Ever since the smallpox vaccine discovery over two centuries ago, vaccines have successfully worked to eradicate, eliminate or control many infectious diseases.
Red alert for child health
However, in the wake of the Covid-19 pandemic, global health organisations have sounded a ‘red alert’ for child health. Childhood vaccination rates around the world have dropped for the first time in 30 years, threatening decades of progress for child health. Worryingly, 25 million infants missed out on basic routine vaccines in 2021 alone, and most are ‘zero-dose children’ who did not receive a vital first vaccine dose against diphtheria, tetanus and pertussis.
Teenage HPV vaccine rates drop
Another fallout from the Covid-19 pandemic is the decrease in human papillomavirus (HPV) vaccination rates which protects teenage girls against cervical cancer. As a result, in over 100 countries that have introduced HPV vaccination to date, approximately 1.6 million girls missed out in 2020. Globally, only 13% of girls were vaccinated against HPV in 2020, falling from 15% in 2019.

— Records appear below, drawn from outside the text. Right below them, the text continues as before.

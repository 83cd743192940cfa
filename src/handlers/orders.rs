use axum::{
    extract::{Path, Query, State},
    http::StatusCode,
    response::{IntoResponse, Json},
};
use serde::Deserialize;
use uuid::Uuid;

use crate::services::orders::{
    AddBoxRequest, ApproveOrderRequest, BoxResponse, CreateOrdersRequest, OrderFilters,
    OrderListResponse, OrderResponse, UpdateOrderRequest, UpdateOrderStatusRequest,
};
use crate::{errors::ServiceError, ApiResponse, AppState, ListQuery};

#[derive(Debug, Deserialize)]
pub struct CancelOrderRequest {
    pub reason: Option<String>,
}

pub async fn create_orders(
    State(state): State<AppState>,
    Json(request): Json<CreateOrdersRequest>,
) -> Result<impl IntoResponse, ServiceError> {
    let orders = state.services.orders.create_orders(request).await?;
    Ok((
        StatusCode::CREATED,
        Json(ApiResponse::success(orders)),
    ))
}

pub async fn list_orders(
    State(state): State<AppState>,
    Query(list): Query<ListQuery>,
    Query(filters): Query<OrderFilters>,
) -> Result<Json<ApiResponse<OrderListResponse>>, ServiceError> {
    let orders = state
        .services
        .orders
        .list_orders(filters, list.page, list.limit)
        .await?;
    Ok(Json(ApiResponse::success(orders)))
}

pub async fn get_order(
    State(state): State<AppState>,
    Path(id): Path<Uuid>,
) -> Result<Json<ApiResponse<OrderResponse>>, ServiceError> {
    let order = state.services.orders.get_order(id).await?;
    Ok(Json(ApiResponse::success(order)))
}

pub async fn get_order_by_number(
    State(state): State<AppState>,
    Path(order_number): Path<String>,
) -> Result<Json<ApiResponse<OrderResponse>>, ServiceError> {
    let order = state
        .services
        .orders
        .get_order_by_number(&order_number)
        .await?;
    Ok(Json(ApiResponse::success(order)))
}

pub async fn update_order(
    State(state): State<AppState>,
    Path(id): Path<Uuid>,
    Json(request): Json<UpdateOrderRequest>,
) -> Result<Json<ApiResponse<OrderResponse>>, ServiceError> {
    let order = state.services.orders.update_order(id, request).await?;
    Ok(Json(ApiResponse::success(order)))
}

pub async fn approve_order(
    State(state): State<AppState>,
    Path(id): Path<Uuid>,
    Json(request): Json<ApproveOrderRequest>,
) -> Result<Json<ApiResponse<OrderResponse>>, ServiceError> {
    let order = state.services.orders.approve_order(id, request).await?;
    Ok(Json(ApiResponse::success(order)))
}

pub async fn cancel_order(
    State(state): State<AppState>,
    Path(id): Path<Uuid>,
    Json(request): Json<CancelOrderRequest>,
) -> Result<Json<ApiResponse<OrderResponse>>, ServiceError> {
    let order = state
        .services
        .orders
        .cancel_order(id, request.reason)
        .await?;
    Ok(Json(ApiResponse::success(order)))
}

pub async fn update_order_status(
    State(state): State<AppState>,
    Path(id): Path<Uuid>,
    Json(request): Json<UpdateOrderStatusRequest>,
) -> Result<Json<ApiResponse<OrderResponse>>, ServiceError> {
    let order = state
        .services
        .orders
        .update_order_status(id, request)
        .await?;
    Ok(Json(ApiResponse::success(order)))
}

pub async fn add_box(
    State(state): State<AppState>,
    Path(id): Path<Uuid>,
    Json(request): Json<AddBoxRequest>,
) -> Result<impl IntoResponse, ServiceError> {
    let order_box = state.services.orders.add_box(id, request).await?;
    Ok((StatusCode::CREATED, Json(ApiResponse::success(order_box))))
}

pub async fn list_boxes(
    State(state): State<AppState>,
    Path(id): Path<Uuid>,
) -> Result<Json<ApiResponse<Vec<BoxResponse>>>, ServiceError> {
    let boxes = state.services.orders.list_boxes(id).await?;
    Ok(Json(ApiResponse::success(boxes)))
}
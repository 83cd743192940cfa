use chrono::{DateTime, NaiveDate, Utc};
use sea_orm::entity::prelude::*;
use serde::{Deserialize, Serialize};
use uuid::Uuid;

/// Contract details printed on content labels. At most one row is
/// active at a time; label generation fails without an active row.
#[derive(Clone, Debug, PartialEq, Eq, DeriveEntityModel, Serialize, Deserialize)]
#[sea_orm(table_name = "contract_configs")]
pub struct Model {
    #[sea_orm(primary_key, auto_increment = false)]
    pub id: Uuid,
    pub contracting_authority_name: String,
    pub contractor_name: String,
    pub contract_number: String,
    pub contract_date: NaiveDate,
    pub is_active: bool,
    pub created_at: DateTime<Utc>,
    pub updated_at: Option<DateTime<Utc>>,
}

#[derive(Copy, Clone, Debug, EnumIter, DeriveRelation)]
pub enum Relation {}

impl ActiveModelBehavior for ActiveModel {}
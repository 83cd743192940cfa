//! HTTP handlers, one module per resource.

pub mod boxes;
pub mod contract;
pub mod orders;
pub mod stock;
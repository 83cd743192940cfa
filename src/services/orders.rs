use crate::{
    db::DbPool,
    entities::kit::Entity as KitEntity,
    entities::kit_item::{self, Entity as KitItemEntity},
    entities::lab::Entity as LabEntity,
    entities::order::{
        self, ActiveModel as OrderActiveModel, Entity as OrderEntity, Model as OrderModel,
        OrderStatus,
    },
    entities::order_box::{
        self, ActiveModel as BoxActiveModel, Entity as BoxEntity, Model as BoxModel,
    },
    entities::shipment::{self, ShipmentKind, ShipmentStatus},
    entities::site::Entity as SiteEntity,
    entities::stock_item::{self, Entity as StockItemEntity},
    entities::stock_movement::{self, MovementType},
    errors::ServiceError,
    events::{Event, EventSender},
    order_number::{day_prefix, format_order_number, parse_sequence},
    scheduling::outbound_ship_date,
};
use chrono::{DateTime, NaiveDate, Utc};
use sea_orm::{
    sea_query::Expr, ActiveModelTrait, ColumnTrait, DatabaseTransaction, EntityTrait,
    PaginatorTrait, QueryFilter, QueryOrder, Set, SqlErr, TransactionTrait,
};
use serde::{Deserialize, Serialize};
use std::str::FromStr;
use std::sync::Arc;
use tracing::{error, info, instrument, warn};
use uuid::Uuid;
use validator::Validate;

/// Retries for order creation when a concurrent request takes the same
/// daily sequence number.
const ORDER_NUMBER_RETRIES: u32 = 3;

#[derive(Debug, Clone, Serialize, Deserialize, Validate)]
pub struct CreateOrdersRequest {
    pub site_id: Uuid,
    pub lab_id: Uuid,
    pub kit_id: Uuid,
    #[validate(range(min = 1, message = "Quantity must be at least 1"))]
    pub quantity: i32,
    /// One order is created per sampling date.
    #[validate(length(min = 1, message = "At least one sampling date is required"))]
    pub sampling_dates: Vec<NaiveDate>,
    pub outbound_carrier: Option<String>,
    pub sample_carrier: Option<String>,
    pub site_contact_id: Option<Uuid>,
    pub lab_contact_id: Option<Uuid>,
    pub notes: Option<String>,
}

#[derive(Debug, Clone, Serialize, Deserialize, Validate)]
pub struct UpdateOrderRequest {
    pub sampling_date: Option<NaiveDate>,
    pub outbound_carrier: Option<String>,
    pub sample_carrier: Option<String>,
    pub site_contact_id: Option<Uuid>,
    pub lab_contact_id: Option<Uuid>,
    pub notes: Option<String>,
}

#[derive(Debug, Clone, Serialize, Deserialize, Validate)]
pub struct UpdateOrderStatusRequest {
    #[validate(length(min = 1, message = "Status is required"))]
    pub status: String,
    pub notes: Option<String>,
}

#[derive(Debug, Clone, Serialize, Deserialize, Validate)]
pub struct ApproveOrderRequest {
    #[serde(default)]
    pub approved_by: Option<String>,
}

#[derive(Debug, Clone, Serialize, Deserialize, Validate)]
pub struct AddBoxRequest {
    pub outbound_waybill: Option<String>,
    pub sample_waybill: Option<String>,
    pub barcode_sequence: Option<String>,
    pub barcode_start: Option<String>,
    pub barcode_end: Option<String>,
    pub barcode_count: Option<i32>,
}

#[derive(Debug, Clone, Default, Deserialize)]
pub struct OrderFilters {
    pub status: Option<String>,
    pub site_id: Option<Uuid>,
    pub lab_id: Option<Uuid>,
}

#[derive(Debug, Serialize, Deserialize)]
pub struct OrderResponse {
    pub id: Uuid,
    pub order_number: String,
    pub site_id: Uuid,
    pub lab_id: Uuid,
    pub kit_id: Uuid,
    pub site_contact_id: Option<Uuid>,
    pub lab_contact_id: Option<Uuid>,
    pub quantity: i32,
    pub sampling_date: NaiveDate,
    pub outbound_ship_date: NaiveDate,
    pub outbound_carrier: Option<String>,
    pub sample_carrier: Option<String>,
    pub status: String,
    pub requires_customs: bool,
    pub notes: Option<String>,
    pub approved_at: Option<DateTime<Utc>>,
    pub approved_by: Option<String>,
    pub created_at: DateTime<Utc>,
    pub updated_at: Option<DateTime<Utc>>,
    pub version: i32,
}

impl From<OrderModel> for OrderResponse {
    fn from(model: OrderModel) -> Self {
        Self {
            id: model.id,
            order_number: model.order_number,
            site_id: model.site_id,
            lab_id: model.lab_id,
            kit_id: model.kit_id,
            site_contact_id: model.site_contact_id,
            lab_contact_id: model.lab_contact_id,
            quantity: model.quantity,
            sampling_date: model.sampling_date,
            outbound_ship_date: model.outbound_ship_date,
            outbound_carrier: model.outbound_carrier,
            sample_carrier: model.sample_carrier,
            status: model.status,
            requires_customs: model.requires_customs,
            notes: model.notes,
            approved_at: model.approved_at,
            approved_by: model.approved_by,
            created_at: model.created_at,
            updated_at: model.updated_at,
            version: model.version,
        }
    }
}

#[derive(Debug, Serialize, Deserialize)]
pub struct BoxResponse {
    pub id: Uuid,
    pub order_id: Uuid,
    pub box_number: i32,
    pub outbound_waybill: Option<String>,
    pub sample_waybill: Option<String>,
    pub barcode_sequence: Option<String>,
    pub barcode_start: Option<String>,
    pub barcode_end: Option<String>,
    pub barcode_count: Option<i32>,
    pub outbound_label_generated: bool,
    pub outbound_label_generated_at: Option<DateTime<Utc>>,
    pub sample_label_generated: bool,
    pub sample_label_generated_at: Option<DateTime<Utc>>,
    pub created_at: DateTime<Utc>,
}

impl From<BoxModel> for BoxResponse {
    fn from(model: BoxModel) -> Self {
        Self {
            id: model.id,
            order_id: model.order_id,
            box_number: model.box_number,
            outbound_waybill: model.outbound_waybill,
            sample_waybill: model.sample_waybill,
            barcode_sequence: model.barcode_sequence,
            barcode_start: model.barcode_start,
            barcode_end: model.barcode_end,
            barcode_count: model.barcode_count,
            outbound_label_generated: model.outbound_label_generated,
            outbound_label_generated_at: model.outbound_label_generated_at,
            sample_label_generated: model.sample_label_generated,
            sample_label_generated_at: model.sample_label_generated_at,
            created_at: model.created_at,
        }
    }
}

#[derive(Debug, Serialize, Deserialize)]
pub struct OrderListResponse {
    pub orders: Vec<OrderResponse>,
    pub total: u64,
    pub page: u64,
    pub per_page: u64,
}

/// Service for order lifecycle management: creation with derived ship
/// dates and sequential numbering, approval with stock allocation, and
/// box administration.
#[derive(Clone)]
pub struct OrderService {
    db_pool: Arc<DbPool>,
    event_sender: EventSender,
}
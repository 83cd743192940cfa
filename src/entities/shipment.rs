use chrono::{DateTime, NaiveDate, Utc};
use sea_orm::entity::prelude::*;
use serde::{Deserialize, Serialize};
use strum::{Display, EnumString};
use uuid::Uuid;

/// A planned movement of goods for an order: either the outbound leg
/// (warehouse to site) or the sample return leg (site to lab).
#[derive(Clone, Debug, PartialEq, Eq, DeriveEntityModel, Serialize, Deserialize)]
#[sea_orm(table_name = "shipments")]
pub struct Model {
    #[sea_orm(primary_key, auto_increment = false)]
    pub id: Uuid,
    pub order_id: Uuid,
    pub kind: String,
    pub carrier: Option<String>,
    pub scheduled_ship_date: NaiveDate,
    pub status: String,
    pub tracking_number: Option<String>,
    pub created_at: DateTime<Utc>,
    pub updated_at: Option<DateTime<Utc>>,
}

#[derive(Copy, Clone, Debug, EnumIter, DeriveRelation)]
pub enum Relation {
    #[sea_orm(
        belongs_to = "super::order::Entity",
        from = "Column::OrderId",
        to = "super::order::Column::Id"
    )]
    Order,
}

impl Related<super::order::Entity> for Entity {
    fn to() -> RelationDef {
        Relation::Order.def()
    }
}

impl ActiveModelBehavior for ActiveModel {}

#[derive(
    Copy, Clone, Debug, PartialEq, Eq, Serialize, Deserialize, Display, EnumString,
)]
#[strum(serialize_all = "SCREAMING_SNAKE_CASE")]
#[serde(rename_all = "SCREAMING_SNAKE_CASE")]
pub enum ShipmentKind {
    Outbound,
    Sample,
}

#[derive(
    Copy, Clone, Debug, PartialEq, Eq, Serialize, Deserialize, Display, EnumString,
)]
#[strum(serialize_all = "SCREAMING_SNAKE_CASE")]
#[serde(rename_all = "SCREAMING_SNAKE_CASE")]
pub enum ShipmentStatus {
    Pending,
    InTransit,
    Delivered,
    Cancelled,
}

Childhood vaccination rates around the world have dropped for the first time in 30 years, threatening decades of progress for child health.
Improving child health
Significant progress has been made in child health and child survival rates over the past three decades with the global under-five mortality rate decreasing by more than 60%. Childhood vaccination can nurture our success in preventing infectious diseases we now consider rare and controlled.
We must urgently get routine childhood immunisations back on track to avoid unnecessary outbreaks of debilitating diseases like measles, polio and pertussis. Furthermore, we need to raise awareness of the benefits of maternal immunisation against pertussis, tetanus or influenza, which can provide early protection — not only for pregnant women but also their newborns during the vulnerable first hours and weeks of their lives.
New and improved vaccines against viruses like RSV (respiratory syncytial virus) — a leading cause of infant hospitalisation and the most common cause of bronchiolitis and pneumonia in infants — along with vaccines against malaria, pneumonia and diarrhoea-causing diseases can also improve the health and wellbeing of children and their families.
Lessons learned
The Covid-19 pandemic showed us that when we work together, we can achieve amazing things. By continuing to invest in vaccine innovation while working with global health partners to ensure routine immunisation programmes get back on track, encourage life course immunisation and equitable access to vaccines, we can optimise the lifesaving and life-enhancing power of immunisation and protect the future of millions of children and their families.